If you’re a conventional fan like me and choose revolving spool outfits over spinners, a variety of hardware from Penn, Avet, Accurate, Shimano, Daiwa and others should appeal to your taste. I have been employing a pair of Avet SX5.3 G2 reels for the majority of my summertime pelagic fishing efforts the past few seasons. These are attached to either 6.5-foot fast action Penn Rampage or Shakespeare Tiger-Lite jigging rods, and spooled with high-visibility 30-pound Western Filament TUF-Line. A 20-foot/40-pound mono wind-on leader tied from either Berkley Pro-Spec or Hi-Seas Quattro Plus via an up/down Reverse Albright knot finishes off the terminal end. The places that you’ll be likely to locate the summer tenants will be around the inlets, jetty areas, around the perimeter of baitfish schools along the beach, under flotsam, under sea buoys and crab/lobster floats and high-flyers, and near any inshore wrecks or artificial reef areas. Look for any surface action, slicks, bird activity, feeding whales or porpoises and check your echo sounder for any life. Remember, for the summertime visitors to stay comfy and frequent a general area, water temperatures of 70 and above are usually a good sign, so use your vessel’s sea temp gauge to find the right water. If you don’t have one, get one to improve your situational awareness!

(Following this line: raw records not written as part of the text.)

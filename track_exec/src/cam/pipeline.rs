//! # Video Pipeline
//!
//! Runs the capture, preprocessing, detection and recording stages as independent named threads,
//! connected by [`FrameQueue`]s:
//!
//! ```text
//!  capture --raw--> preproc --+--> converter --> tracking state, display
//!                             |
//!                             +--> recorder (only while recording)
//! ```
//!
//! Stopping the pipeline closes every queue. Each stage finishes the frame it is holding and then
//! exits, anything still queued is discarded.

// ------------------------------------------------------------------------------------------------
// IMPORTS
// ------------------------------------------------------------------------------------------------

use log::{debug, error, info, warn};
use std::path::Path;
use std::sync::{
    atomic::{AtomicBool, Ordering},
    mpsc::Sender,
    Arc,
};
use std::thread::{self, JoinHandle};
use std::time::{Duration, Instant};

use super::{
    converter::{Converter, ConverterError, Detection},
    frame::{Frame, PreprocessedFrame},
    modifier::ModifierKind,
    params::CamParams,
    preproc::{PreprocError, Preprocessor},
    queue::FrameQueue,
    recorder::{RecordError, RecordSummary, RecordingSink},
    source::FrameSource,
    tracking::TrackingState,
    view::ViewScale,
};

// ------------------------------------------------------------------------------------------------
// CONSTANTS
// ------------------------------------------------------------------------------------------------

/// Maximum number of frames waiting for the preprocessor or recorder.
const STAGE_QUEUE_CAP: usize = 64;

// ------------------------------------------------------------------------------------------------
// STRUCTS
// ------------------------------------------------------------------------------------------------

pub struct Pipeline {
    preproc: Arc<Preprocessor>,
    converter: Arc<Converter>,
    recorder: Arc<RecordingSink>,

    raw_queue: Arc<FrameQueue<Frame>>,
    /// Frames for the recorder, tagged with the recording generation they were captured in
    rec_queue: Arc<FrameQueue<(u64, Frame)>>,

    resolution: (u32, u32),

    stop: Arc<AtomicBool>,
    handles: Vec<JoinHandle<()>>,
}

// ------------------------------------------------------------------------------------------------
// ENUMS
// ------------------------------------------------------------------------------------------------

#[derive(Debug, thiserror::Error)]
pub enum PipelineError {
    #[error("Could not spawn the {0} thread: {1}")]
    SpawnError(&'static str, std::io::Error),

    #[error("Preprocessor error: {0}")]
    PreprocError(#[from] PreprocError),

    #[error("Converter error: {0}")]
    ConverterError(#[from] ConverterError),

    #[error("Recorder error: {0}")]
    RecordError(#[from] RecordError),
}

// ------------------------------------------------------------------------------------------------
// IMPLS
// ------------------------------------------------------------------------------------------------

impl Pipeline {
    /// Start all pipeline stages.
    ///
    /// Boxes found by the detector are written into `tracking`. If `display` is given every
    /// detection is also sent to it.
    pub fn start(
        source: Box<dyn FrameSource>,
        params: &CamParams,
        tracking: Arc<TrackingState>,
        display: Option<Sender<Detection>>,
    ) -> Result<Self, PipelineError> {
        let preproc = Arc::new(Preprocessor::new(&params.preproc)?);
        let converter = Arc::new(Converter::new(&params.detector, tracking)?);
        let recorder = Arc::new(RecordingSink::new(&params.recorder));

        let raw_queue = Arc::new(FrameQueue::new(false, STAGE_QUEUE_CAP));
        let rec_queue = Arc::new(FrameQueue::new(false, STAGE_QUEUE_CAP));
        let stop = Arc::new(AtomicBool::new(false));
        let resolution = source.resolution();

        let mut pipeline = Self {
            preproc,
            converter,
            recorder,
            raw_queue,
            rec_queue,
            resolution,
            stop,
            handles: Vec::new(),
        };

        // Spawn stages from the end of the pipeline backwards, so nothing is produced before its
        // consumer exists
        let r = pipeline.spawn_recorder();
        pipeline.push_handle(r)?;
        let c = pipeline.spawn_converter(display);
        pipeline.push_handle(c)?;
        let p = pipeline.spawn_preproc();
        pipeline.push_handle(p)?;
        let interval = Duration::from_millis(params.source.frame_interval_ms);
        let c = pipeline.spawn_capture(source, interval);
        pipeline.push_handle(c)?;

        info!(
            "Pipeline started ({}x{}, {} ms frame interval)",
            resolution.0, resolution.1, params.source.frame_interval_ms
        );

        Ok(pipeline)
    }

    /// Stop all stages and wait for them to exit.
    pub fn stop(mut self) {
        self.shutdown();
    }

    /// Live view of the screen to path space scale.
    pub fn view_scale(&self) -> ViewScale {
        ViewScale::new(self.preproc.shared_transform(), self.converter.output_scale())
    }

    pub fn set_zoom(&self, zoom: f64) -> Result<(), PipelineError> {
        self.preproc.set_zoom(zoom).map_err(PipelineError::from)
    }

    pub fn zoom(&self) -> f64 {
        self.preproc.zoom()
    }

    pub fn set_rotation(&self, angle_deg: f64) {
        self.preproc.set_rotation(angle_deg)
    }

    pub fn increment_rotation(&self) -> f64 {
        self.preproc.increment_rotation()
    }

    pub fn set_modifier(&self, index: usize) -> Result<ModifierKind, PipelineError> {
        self.converter.set_modifier(index).map_err(PipelineError::from)
    }

    pub fn set_process_all(&self, process_all: bool) {
        self.converter.set_process_all(process_all)
    }

    /// Frames processed by the detector since the last poll.
    pub fn poll_frames(&self) -> u64 {
        self.converter.get_and_reset_frames()
    }

    /// Start recording preprocessed frames at the source resolution.
    pub fn start_recording<P: AsRef<Path>>(
        &self,
        path: P,
    ) -> Result<Option<RecordSummary>, PipelineError> {
        let (w, h) = self.resolution;
        self.start_recording_with_size(path, w, h)
    }

    pub fn start_recording_with_size<P: AsRef<Path>>(
        &self,
        path: P,
        width: u32,
        height: u32,
    ) -> Result<Option<RecordSummary>, PipelineError> {
        self.recorder
            .start(path, width, height)
            .map_err(PipelineError::from)
    }

    pub fn stop_recording(&self) -> Result<Option<RecordSummary>, PipelineError> {
        self.recorder.stop().map_err(PipelineError::from)
    }

    pub fn is_recording(&self) -> bool {
        self.recorder.is_recording()
    }

    pub fn save_screenshot<P: AsRef<Path>>(&self, path: P) -> Result<(), PipelineError> {
        self.converter
            .save_screenshot(path)
            .map_err(PipelineError::from)
    }

    fn push_handle(
        &mut self,
        handle: Result<JoinHandle<()>, PipelineError>,
    ) -> Result<(), PipelineError> {
        match handle {
            Ok(h) => {
                self.handles.push(h);
                Ok(())
            }
            Err(e) => {
                // Stop anything already running before reporting the error
                self.shutdown();
                Err(e)
            }
        }
    }

    fn shutdown(&mut self) {
        if self.handles.is_empty() {
            return;
        }

        info!("Stopping pipeline");

        self.stop.store(true, Ordering::Relaxed);
        self.raw_queue.close();
        self.converter.queue().close();
        self.rec_queue.close();

        for h in self.handles.drain(..) {
            let name = h.thread().name().unwrap_or("-").to_string();
            if h.join().is_err() {
                error!("Pipeline thread {} panicked", name);
            }
        }

        info!("Pipeline stopped");
    }

    fn spawn_capture(
        &self,
        mut source: Box<dyn FrameSource>,
        interval: Duration,
    ) -> Result<JoinHandle<()>, PipelineError> {
        let stop = self.stop.clone();
        let out = self.raw_queue.clone();

        spawn("capture", move || {
            info!("Capture started");
            let mut next_id: u64 = 1;

            while !stop.load(Ordering::Relaxed) {
                let start = Instant::now();

                match source.capture() {
                    Ok(Some(image)) => {
                        out.push(Frame::new(next_id, image));
                        next_id += 1;
                    }
                    Ok(None) => (),
                    Err(e) => warn!("Capture failed: {}", e),
                }

                if let Some(d) = interval.checked_sub(start.elapsed()) {
                    thread::sleep(d);
                }
            }

            info!("Capture stopped after {} frames", next_id - 1);
        })
    }

    fn spawn_preproc(&self) -> Result<JoinHandle<()>, PipelineError> {
        let preproc = self.preproc.clone();
        let recorder = self.recorder.clone();
        let input = self.raw_queue.clone();
        let rec_out = self.rec_queue.clone();
        let conv_out = self.converter.queue();

        spawn("preproc", move || {
            info!("Preprocessor started");

            while let Some(frame) = input.pop() {
                let pp: PreprocessedFrame = preproc.preprocess(frame);

                if let Some(generation) = recorder.active_generation() {
                    rec_out.push((generation, pp.frame.clone()));
                }

                conv_out.push(pp);
            }

            info!("Preprocessor stopped");
        })
    }

    fn spawn_converter(
        &self,
        display: Option<Sender<Detection>>,
    ) -> Result<JoinHandle<()>, PipelineError> {
        let converter = self.converter.clone();

        spawn("converter", move || {
            let mut display = display;

            converter.run(|det| {
                let disconnected = match display {
                    Some(ref tx) => tx.send(det).is_err(),
                    None => false,
                };

                if disconnected {
                    debug!("Display receiver dropped, no longer sending detections");
                    display = None;
                }
            });
        })
    }

    fn spawn_recorder(&self) -> Result<JoinHandle<()>, PipelineError> {
        let recorder = self.recorder.clone();
        let input = self.rec_queue.clone();

        spawn("recorder", move || {
            info!("Recorder started");

            while let Some((generation, frame)) = input.pop() {
                if let Err(e) = recorder.append_to(generation, &frame.image) {
                    warn!("Could not record frame {}: {}", frame.id, e);
                }
            }

            info!("Recorder stopped");
        })
    }
}

impl Drop for Pipeline {
    fn drop(&mut self) {
        self.shutdown();
    }
}

fn spawn<F>(name: &'static str, f: F) -> Result<JoinHandle<()>, PipelineError>
where
    F: FnOnce() + Send + 'static,
{
    thread::Builder::new()
        .name(name.into())
        .spawn(f)
        .map_err(|e| PipelineError::SpawnError(name, e))
}

#[cfg(test)]
mod test {
    use super::*;
    use crate::cam::{
        params::{DetectorParams, PreprocParams, RecorderParams, SourceKind, SourceParams},
        source::{SimTarget, SyntheticSource},
    };
    use nalgebra::Vector2;
    use std::sync::mpsc::channel;

    fn params() -> CamParams {
        CamParams {
            source: SourceParams {
                kind: SourceKind::Synthetic,
                image_dir: None,
                frame_interval_ms: 5,
                synthetic_width: 160,
                synthetic_height: 120,
            },
            preproc: PreprocParams::default(),
            detector: DetectorParams {
                modifier_index: 1,
                color_lower: [0, 0, 0],
                color_upper: [60, 60, 60],
                ..Default::default()
            },
            recorder: RecorderParams::default(),
        }
    }

    #[test]
    fn test_end_to_end_detection() {
        let target = Arc::new(SimTarget::new(Vector2::new(60.0, 50.0), 160, 120));
        let source = SyntheticSource::new(160, 120, target).unwrap();
        let tracking = Arc::new(TrackingState::new());
        let (tx, rx) = channel();

        let pipeline =
            Pipeline::start(Box::new(source), &params(), tracking.clone(), Some(tx)).unwrap();

        // Wait for a few valid detections
        let mut valid = 0;
        while valid < 3 {
            let det = rx.recv_timeout(Duration::from_secs(5)).unwrap();
            if det.is_valid() {
                valid += 1;
            }
        }

        let bbox = tracking.peek();
        assert!(tracking.is_valid());
        assert!((bbox.center() - Vector2::new(60.0, 50.0)).norm() < 1.0);
        assert!(pipeline.poll_frames() >= 3);

        pipeline.stop();
    }

    #[test]
    fn test_zoom_visible_in_view_scale() {
        let target = Arc::new(SimTarget::new(Vector2::new(60.0, 50.0), 160, 120));
        let source = SyntheticSource::new(160, 120, target).unwrap();
        let tracking = Arc::new(TrackingState::new());
        let (tx, rx) = channel();

        let pipeline = Pipeline::start(Box::new(source), &params(), tracking, Some(tx)).unwrap();
        let view = pipeline.view_scale();

        pipeline.set_zoom(2.0).unwrap();
        assert_eq!(pipeline.zoom(), 2.0);
        assert!(pipeline.set_zoom(-1.0).is_err());

        // Once a zoomed frame is through, the target maps back to its path space position
        loop {
            let det = rx.recv_timeout(Duration::from_secs(5)).unwrap();
            if det.frame.transform.zoom == 2.0 {
                if let Some(b) = det.bbox {
                    let p = view.screen_to_path(&b.center());
                    assert!((p - Vector2::new(60.0, 50.0)).norm() < 1.0);
                    break;
                }
            }
        }

        pipeline.stop();
    }

    #[test]
    fn test_recording_lifecycle() {
        let target = Arc::new(SimTarget::new(Vector2::new(60.0, 50.0), 160, 120));
        let source = SyntheticSource::new(160, 120, target).unwrap();
        let tracking = Arc::new(TrackingState::new());

        let pipeline = Pipeline::start(Box::new(source), &params(), tracking, None).unwrap();
        let path = std::env::temp_dir().join("track_exec_test_pipeline.mjpeg");

        assert!(!pipeline.is_recording());
        pipeline.start_recording(&path).unwrap();
        assert!(pipeline.is_recording());
        thread::sleep(Duration::from_millis(200));
        let summary = pipeline.stop_recording().unwrap().unwrap();

        assert_eq!(summary.width, 160);
        assert!(summary.frames > 0);
        assert!(!pipeline.is_recording());

        pipeline.stop();
        std::fs::remove_file(&path).ok();
    }
}
//! # Equipment Interface
//!
//! This module defines the interface structures which will be sent to equipment.

// -----------------------------------------------------------------------------------------------
// MODULES
// -----------------------------------------------------------------------------------------------

pub mod act;
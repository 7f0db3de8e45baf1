//! General time utility functions

use chrono;

/// Number of nanoseconds in a second
pub const NANOS_PER_SECOND: i64 = 1_000_000_000;

/// Convert a duration into a number of seconds, or `None` if overflow
pub fn duration_to_seconds(duration: chrono::Duration) -> Option<f64> {
    duration
        .num_nanoseconds()
        .map(|ns| ns as f64 / NANOS_PER_SECOND as f64)
}

/// Convert a std duration into whole milliseconds, saturating at `u64::MAX`.
pub fn duration_to_millis(duration: std::time::Duration) -> u64 {
    let ms = duration.as_millis();
    if ms > u64::MAX as u128 {
        u64::MAX
    } else {
        ms as u64
    }
}

#[cfg(test)]
mod test {
    use super::*;

    #[test]
    fn test_duration_to_seconds() {
        assert_eq!(duration_to_seconds(chrono::Duration::milliseconds(1500)), Some(1.5));
        assert_eq!(duration_to_millis(std::time::Duration::from_secs(2)), 2000);
    }
}
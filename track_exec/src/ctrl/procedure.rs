//! # Path Following Procedure
//!
//! A procedure drives the actuator along the current path once. Each control tick it reads the
//! tracked position of the actuator and issues at most one single-axis movement command:
//!
//! 1. If every waypoint has been reached, or the actuator no longer exists, the procedure
//!    finishes.
//! 2. If the tracking state isn't both fresh and valid the tick is skipped.
//! 3. The error is the vector from the actuator to the current waypoint. If it is shorter than
//!    the acceptance radius the waypoint is reached and the next tick targets the following one.
//! 4. If the actuator has drifted further than the deviation threshold from the line through the
//!    previous and current waypoints, it is steered back to the foot of the perpendicular on that
//!    line instead.
//! 5. The actuator is moved along whichever axis has the larger error, with a power equal to the
//!    magnitude of that error.
//!
//! The segment "source" is the previous waypoint, or for the first waypoint the actuator's
//! position when the procedure was started.

// ------------------------------------------------------------------------------------------------
// IMPORTS
// ------------------------------------------------------------------------------------------------

use comms_if::eqpt::act::{Direction, MoveDemand};
use log::{debug, info, trace, warn};
use nalgebra::Vector2;
use serde::Serialize;
use std::sync::{
    mpsc::{channel, Receiver, Sender},
    Arc, Weak,
};

use super::params::CtrlParams;
use crate::{
    act_client::Actuator,
    cam::view::ViewScale,
    comp_state::CompState,
    status::{LabelId, StatusBoard},
};
use util::maths::perp_intersect;

// ------------------------------------------------------------------------------------------------
// STRUCTS
// ------------------------------------------------------------------------------------------------

pub struct Procedure {
    params: CtrlParams,

    /// Snapshot of the path taken when the procedure was created
    path: Vec<Vector2<f64>>,

    /// Index of the waypoint currently being targeted
    index: usize,

    /// Position of the actuator when the procedure was started
    initial: Vector2<f64>,

    state: Arc<CompState>,
    view: ViewScale,
    actuator: Weak<dyn Actuator>,

    mode: ProcMode,
    done: bool,

    labels: Option<ProcLabels>,
    events: Vec<Sender<ProcEvent>>,
    report: ProcReport,
}

/// Counts describing how a procedure went, archived by the executable once it ends.
#[derive(Debug, Default, Clone, Serialize)]
pub struct ProcReport {
    pub path_len: usize,
    pub ticks: u64,
    pub skipped_ticks: u64,
    pub waypoints_reached: usize,
    pub commands: u64,
    pub corrections: u64,
    pub initial_position: [f64; 2],
    pub actuator_expired: bool,

    /// Mode the procedure ended in, `None` while it hasn't
    pub end_mode: Option<ProcMode>,
}

/// Status board labels owned by a procedure, removed when the procedure is dropped.
struct ProcLabels {
    board: Weak<StatusBoard>,
    dir: LabelId,
    err: LabelId,
    index: LabelId,
    perp: LabelId,
}

// ------------------------------------------------------------------------------------------------
// ENUMS
// ------------------------------------------------------------------------------------------------

#[derive(Debug, Copy, Clone, PartialEq, Eq, Serialize)]
pub enum ProcMode {
    Idle,
    Running,
    Finished,
    Stopped,
}

#[derive(Debug, Copy, Clone, PartialEq, Eq)]
pub enum ProcEvent {
    Started,
    Stopped,
    Finished,
}

/// What happened during a single tick.
#[derive(Debug, Copy, Clone, PartialEq, Eq)]
pub enum TickOutcome {
    /// The procedure isn't running, nothing was done
    NotRunning,

    /// The procedure finished on this tick
    Finished,

    /// No fresh valid position was available
    Skipped,

    /// The waypoint with this index was reached, no command was issued
    WaypointReached(usize),

    /// The actuator was commanded to move
    Moved(MoveDemand),
}

#[derive(Debug, thiserror::Error)]
pub enum ProcedureError {
    #[error("The procedure can only be started once, it is currently {0:?}")]
    AlreadyStarted(ProcMode),
}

When chasing down the last of the near-offshore and bluewater summertime pelagics before they turn south and head for home, the gear that you were using to bring them to boatside in the prior months should still work in September. When working offshore waters, finding the right surface sea temps and temperature breaks is the golden rule. I did a trip last September for yellowfin tuna and needed to truck 60+ miles to get the 73-74 degree water temps that I suspected would hold the fish after a series of coastal storms. The latest intel of their whereabouts was over a week old and I was on my own, relying on my interpretation of the latest Terrafin SST chart for the best place to start. Fortunately we choose the right neighborhood, teamed up with a few cooperative neighboring boats via the VHF to get local knowledge on what colors they were hitting and proceeded to put four 50 to 60-pound yellowfin tuna into the fishbox, trolling them up on Sterling Wide Tracker and conventional green machine spreader bars. If there’s any chance to get out in between coastal storms in September, do what you have to do to make the trip safely and with enough crew onboard to help out – you’ve got to be in it to win it. You never know if that trip to get one last shot at summertime pelagics will be your last, based on the unwritten pelagic migration calendar.